32 thoughts on “The calm before the storm

  1. Orange sky here in Somerset here too. As for the big tray, I wonder whether you or the birds are the more delighted at the resumption of feeding!

  2. When you said you’d bought a tray for under the feeder I pictured one much less grand – quite an impressive size. Glad to hear that your portion of Ophelia’s damage was an odd looking sky. I had imagined you and Mrs. T. hanging on to the feeder, legs straight out like a flag!

  3. Great shots of the sun. I’ve never seen it like that, but I have seen it reddish.
    I hope Ophelia treats you better than she did Ireland. Usually these storms tend to blow themselves out once they make landfall here, so maybe Ireland took the wind out of her sails. I hope you’ll have plenty of colorful foliage left when she moves on.
    I’m glad that Mrs. T. is on the mend.

    1. We have had Sahara dust up here before, leaving parked cars covered with it but on this occasion it seemed to be quite high as it passed us and we haven’t seen any great evidence of fall out.

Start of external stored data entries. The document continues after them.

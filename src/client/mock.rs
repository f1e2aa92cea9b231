//! Mock GitHub API client for testing
//!
//! Provides a mock implementation of the API traits for unit testing
//! without making real API calls.

use std::collections::HashMap;

use async_trait::async_trait;
use base64::{Engine as _, engine::general_purpose};
use std::sync::Arc;
use tokio::sync::Mutex;

use super::GitHubApi;
use super::api::{ContentApi, MAX_CONTRIBUTORS, RepoApi};
use super::models::{
    BranchCommit, BranchDetails, CommitData, CommitSignature, ContentFile, Contributor, Owner,
    Release, Repository,
};
use super::pagination::{PagedResponse, SearchParams};
use super::rate_limit::RateLimitState;
use crate::error::{ApiError, Result};

/// Minimal public repository fixture
pub fn sample_repo(owner: &str, repo: &str) -> Repository {
    Repository {
        id: 1,
        name: repo.to_string(),
        full_name: format!("{}/{}", owner, repo),
        owner: Owner {
            login: owner.to_string(),
            avatar_url: format!("https://avatars.example/{}", owner),
            html_url: format!("https://github.com/{}", owner),
        },
        description: Some(format!("{} description", repo)),
        html_url: format!("https://github.com/{}/{}", owner, repo),
        homepage: None,
        stargazers_count: 10,
        forks_count: 2,
        open_issues_count: 1,
        subscribers_count: None,
        language: None,
        topics: vec!["wordpress-plugin".to_string(), "seo".to_string()],
        archived: false,
        private: false,
        default_branch: "main".to_string(),
        pushed_at: None,
        updated_at: None,
        created_at: None,
        license: None,
    }
}

/// Release fixture
pub fn sample_release(tag: &str) -> Release {
    Release {
        tag_name: tag.to_string(),
        name: Some(format!("Release {}", tag)),
        body: Some("Notes".to_string()),
        published_at: None,
        html_url: format!("https://github.com/acme/widget/releases/tag/{}", tag),
        zipball_url: None,
        draft: false,
        prerelease: false,
    }
}

/// Number of calls per operation
#[derive(Debug, Default, Clone)]
pub struct CallCounts {
    pub search_repositories: usize,
    pub get_repo: usize,
    pub probe_repo: usize,
    pub get_branch: usize,
    pub list_contributors: usize,
    pub list_releases: usize,
    pub get_latest_release: usize,
    pub get_readme_html: usize,
    pub get_readme: usize,
    pub get_file_content: usize,
    pub get_repo_page_html: usize,
}

/// Mock API client for testing.
///
/// Configure expected responses via builder methods, then use in tests.
///
/// # Example
/// ```ignore
/// let mock = MockGitHubClient::new()
///     .with_repo(sample_repo("acme", "widget"))
///     .with_file("acme/widget", "readme.txt", "Stable tag: 1.0\n");
///
/// let repo = mock.get_repo("acme", "widget").await?;
/// ```
pub struct MockGitHubClient {
    token: Option<String>,
    download_base: String,
    repos: HashMap<String, Repository>,
    search_results: Vec<Repository>,
    /// Files keyed by (`owner/repo`, path); mutable so tests can simulate a new upstream version
    files: Mutex<HashMap<(String, String), String>>,
    readmes: HashMap<String, String>,
    readme_html: HashMap<String, String>,
    page_html: HashMap<String, String>,
    releases: HashMap<String, Vec<Release>>,
    contributors: HashMap<String, Vec<Contributor>>,
    /// Error to return (if any) - consumed on first use
    error: Arc<Mutex<Option<ApiError>>>,
    /// Track number of calls for verification
    call_count: Arc<Mutex<CallCounts>>,
    rate_limit: RateLimitState,
}

impl Default for MockGitHubClient {
    fn default() -> Self {
        Self {
            token: None,
            download_base: "https://api.github.com".to_string(),
            repos: HashMap::new(),
            search_results: Vec::new(),
            files: Mutex::new(HashMap::new()),
            readmes: HashMap::new(),
            readme_html: HashMap::new(),
            page_html: HashMap::new(),
            releases: HashMap::new(),
            contributors: HashMap::new(),
            error: Arc::new(Mutex::new(None)),
            call_count: Arc::new(Mutex::new(CallCounts::default())),
            rate_limit: RateLimitState::new(),
        }
    }
}

fn key(owner: &str, repo: &str) -> String {
    format!("{}/{}", owner, repo).to_lowercase()
}

fn encoded(path: &str, text: &str) -> ContentFile {
    ContentFile {
        name: path.rsplit('/').next().unwrap_or(path).to_string(),
        path: path.to_string(),
        content: Some(general_purpose::STANDARD.encode(text)),
        encoding: Some("base64".to_string()),
    }
}

impl MockGitHubClient {
    /// Create a new mock client with default empty responses.
    pub fn new() -> Self {
        Self::default()
    }

    pub fn with_token(mut self, token: &str) -> Self {
        self.token = Some(token.to_string());
        self
    }

    /// Base used by `download_url` (point it at a mockito server)
    pub fn with_download_base(mut self, base: &str) -> Self {
        self.download_base = base.trim_end_matches('/').to_string();
        self
    }

    pub fn with_repo(mut self, repo: Repository) -> Self {
        self.repos.insert(repo.full_name.to_lowercase(), repo);
        self
    }

    pub fn with_search_results(mut self, results: Vec<Repository>) -> Self {
        self.search_results = results;
        self
    }

    /// File served by the contents API
    pub fn with_file(mut self, full_name: &str, path: &str, text: &str) -> Self {
        self.files
            .get_mut()
            .insert((full_name.to_lowercase(), path.to_string()), text.to_string());
        self
    }

    /// Readme served by the `/readme` endpoint
    pub fn with_readme(mut self, full_name: &str, text: &str) -> Self {
        self.readmes
            .insert(full_name.to_lowercase(), text.to_string());
        self
    }

    pub fn with_readme_html(mut self, full_name: &str, html: &str) -> Self {
        self.readme_html
            .insert(full_name.to_lowercase(), html.to_string());
        self
    }

    pub fn with_page_html(mut self, full_name: &str, html: &str) -> Self {
        self.page_html
            .insert(full_name.to_lowercase(), html.to_string());
        self
    }

    pub fn with_releases(mut self, full_name: &str, releases: Vec<Release>) -> Self {
        self.releases.insert(full_name.to_lowercase(), releases);
        self
    }

    pub fn with_contributors(mut self, full_name: &str, contributors: Vec<Contributor>) -> Self {
        self.contributors
            .insert(full_name.to_lowercase(), contributors);
        self
    }

    /// Configure the mock to return an error on the next call.
    pub fn with_error(self, error: ApiError) -> Self {
        Self {
            error: Arc::new(Mutex::new(Some(error))),
            ..self
        }
    }

    /// Replace a file after construction.
    pub async fn set_file(&self, full_name: &str, path: &str, text: &str) {
        self.files
            .lock()
            .await
            .insert((full_name.to_lowercase(), path.to_string()), text.to_string());
    }

    /// Get call counts for verification.
    pub async fn call_counts(&self) -> CallCounts {
        self.call_count.lock().await.clone()
    }

    async fn take_error(&self) -> Result<()> {
        match self.error.lock().await.take() {
            Some(err) => Err(err.into()),
            None => Ok(()),
        }
    }

    fn repo_or_404(&self, owner: &str, repo: &str) -> Result<Repository> {
        self.repos.get(&key(owner, repo)).cloned().ok_or_else(|| {
            ApiError::NotFound(format!("Repository \"{}/{}\"", owner, repo)).into()
        })
    }
}

#[async_trait]
impl RepoApi for MockGitHubClient {
    async fn search_repositories(
        &self,
        params: &SearchParams,
    ) -> Result<PagedResponse<Repository>> {
        self.call_count.lock().await.search_repositories += 1;
        self.take_error().await?;

        let start = (params.page - 1) * params.per_page;
        let items = self
            .search_results
            .iter()
            .skip(start)
            .take(params.per_page)
            .cloned()
            .collect();
        Ok(PagedResponse::new(
            items,
            self.search_results.len(),
            params.page,
            params.per_page,
        ))
    }

    async fn get_repo(&self, owner: &str, repo: &str) -> Result<Repository> {
        self.call_count.lock().await.get_repo += 1;
        self.take_error().await?;
        self.repo_or_404(owner, repo)
    }

    async fn probe_repo(&self, owner: &str, repo: &str) -> Result<Repository> {
        self.call_count.lock().await.probe_repo += 1;
        self.take_error().await?;
        self.repo_or_404(owner, repo)
    }

    async fn get_branch(&self, owner: &str, repo: &str, branch: &str) -> Result<BranchDetails> {
        self.call_count.lock().await.get_branch += 1;
        self.take_error().await?;
        let details = self.repo_or_404(owner, repo)?;
        Ok(BranchDetails {
            name: branch.to_string(),
            commit: BranchCommit {
                sha: "abc1234".to_string(),
                commit: CommitData {
                    author: Some(CommitSignature {
                        name: Some(details.owner.login),
                        date: details.pushed_at,
                    }),
                    committer: None,
                },
            },
        })
    }

    async fn list_contributors(&self, owner: &str, repo: &str) -> Result<Vec<Contributor>> {
        self.call_count.lock().await.list_contributors += 1;
        self.take_error().await?;
        let mut contributors = self
            .contributors
            .get(&key(owner, repo))
            .cloned()
            .unwrap_or_default();
        contributors.truncate(MAX_CONTRIBUTORS);
        Ok(contributors)
    }

    async fn list_releases(&self, owner: &str, repo: &str) -> Result<Vec<Release>> {
        self.call_count.lock().await.list_releases += 1;
        self.take_error().await?;
        Ok(self
            .releases
            .get(&key(owner, repo))
            .cloned()
            .unwrap_or_default())
    }

    async fn get_latest_release(&self, owner: &str, repo: &str) -> Result<Release> {
        self.call_count.lock().await.get_latest_release += 1;
        self.take_error().await?;
        self.releases
            .get(&key(owner, repo))
            .and_then(|r| r.iter().find(|r| !r.prerelease && !r.draft).cloned())
            .ok_or_else(|| ApiError::NotFound(format!("Latest release of \"{}/{}\"", owner, repo)).into())
    }
}

#[async_trait]
impl ContentApi for MockGitHubClient {
    async fn get_readme_html(&self, owner: &str, repo: &str) -> Result<String> {
        self.call_count.lock().await.get_readme_html += 1;
        self.take_error().await?;
        self.readme_html
            .get(&key(owner, repo))
            .cloned()
            .ok_or_else(|| ApiError::NotFound(format!("Readme of \"{}/{}\"", owner, repo)).into())
    }

    async fn get_readme(&self, owner: &str, repo: &str) -> Result<ContentFile> {
        self.call_count.lock().await.get_readme += 1;
        self.take_error().await?;
        self.readmes
            .get(&key(owner, repo))
            .map(|text| encoded("README.md", text))
            .ok_or_else(|| ApiError::NotFound(format!("Readme of \"{}/{}\"", owner, repo)).into())
    }

    async fn get_file_content(&self, owner: &str, repo: &str, path: &str) -> Result<ContentFile> {
        self.call_count.lock().await.get_file_content += 1;
        self.take_error().await?;
        self.files
            .lock()
            .await
            .get(&(key(owner, repo), path.to_string()))
            .map(|text| encoded(path, text))
            .ok_or_else(|| ApiError::NotFound(format!("File \"{}\"", path)).into())
    }

    async fn get_repo_page_html(&self, owner: &str, repo: &str) -> Result<String> {
        self.call_count.lock().await.get_repo_page_html += 1;
        self.take_error().await?;
        self.page_html
            .get(&key(owner, repo))
            .cloned()
            .ok_or_else(|| ApiError::Network("Unable to fetch repository page".to_string()).into())
    }
}

impl GitHubApi for MockGitHubClient {
    fn credential(&self) -> Option<String> {
        self.token.clone()
    }

    fn is_rate_limited(&self) -> bool {
        self.rate_limit.is_rate_limited()
    }

    fn set_rate_limited(&self, limited: bool) {
        self.rate_limit.set_rate_limited(limited);
    }

    fn download_url(&self, owner: &str, repo: &str, git_ref: Option<&str>) -> String {
        match git_ref {
            Some(git_ref) => format!(
                "{}/repos/{}/{}/zipball/{}",
                self.download_base, owner, repo, git_ref
            ),
            None => format!("{}/repos/{}/{}/zipball", self.download_base, owner, repo),
        }
    }
}

#[cfg(test)]
mod tests {
    use super::*;

    #[tokio::test]
    async fn test_mock_search_pages() {
        let results = (0..15)
            .map(|i| sample_repo("acme", &format!("p{}", i)))
            .collect();
        let mock = MockGitHubClient::new().with_search_results(results);

        let page = mock
            .search_repositories(&SearchParams::new("x").page(2))
            .await
            .unwrap();
        assert_eq!(page.items.len(), 3);
        assert_eq!(page.total_count, 15);
        assert_eq!(mock.call_counts().await.search_repositories, 1);
    }

    #[tokio::test]
    async fn test_mock_error_consumed_once() {
        let mock = MockGitHubClient::new()
            .with_repo(sample_repo("acme", "widget"))
            .with_error(ApiError::Network("down".into()));

        assert!(mock.get_repo("acme", "widget").await.is_err());
        assert!(mock.get_repo("acme", "widget").await.is_ok());
        assert_eq!(mock.call_counts().await.get_repo, 2);
    }

    #[tokio::test]
    async fn test_mock_file_round_trip() {
        let mock = MockGitHubClient::new().with_file("Acme/Widget", "readme.txt", "hello");
        let file = mock
            .get_file_content("acme", "widget", "readme.txt")
            .await
            .unwrap();
        assert_eq!(file.decode().unwrap(), "hello");

        mock.set_file("acme/widget", "readme.txt", "changed").await;
        let file = mock
            .get_file_content("acme", "widget", "readme.txt")
            .await
            .unwrap();
        assert_eq!(file.decode().unwrap(), "changed");
    }
}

  4. Tray is a great idea good for Mrs T, also glad she is feeling better. We in the highlands have rain but not much wind so far, yesterday it got very dark very weird, course the sun wasn’t out so never saw a red one, the darkness drifted away and that was that. Take care Mrs T.

  5. So glad Mrs T felt well enough to do a bit of gardening.

    I read about your red sun and found it amazing to read that it was from Saharan dust.

    That blue tit looks like it might come up with something ingenious.

    Your autumn landscapes are so beautiful. I hope they don’t get all blown about. I’ll be glad to hear the storm has passed.

  6. Excellent looking tray under the bird table.
    What extraordinary pictures of the sun. We had very eerie light and extremely gusty winds in London but nothing like your dust colours.

  7. Glad Mrs. T is feeling well enough to go out in the garden. That sun had an odd look, to say the least. Stay safe during the storm. Hope it doesn’t do too much damage. Lord, what a season for water and fire (California) it has been.

  8. It will be a pleasure to see the birds and your fine photos of them again, I hope that the tray works as intended.

    The color of the sun there even made the news here, I’m happy for you that you were able to see it and not have it blocked by the clouds.

    The entire area around you seems to be filled with opportunities for great landscape images, but Skipper’s Bridge has to be on the top of the list. I’ll bet that some one could spend several days in that area alone shooting what’s to be seen there.

  9. Lovely to see the birds on the feeder again and hope the tray stops those straying seeds from landing in the borders. Do hope the storm passes you by so you can capture more autumn scenes of colourful woodland. The colour of the sun and the dark skies was really spooky!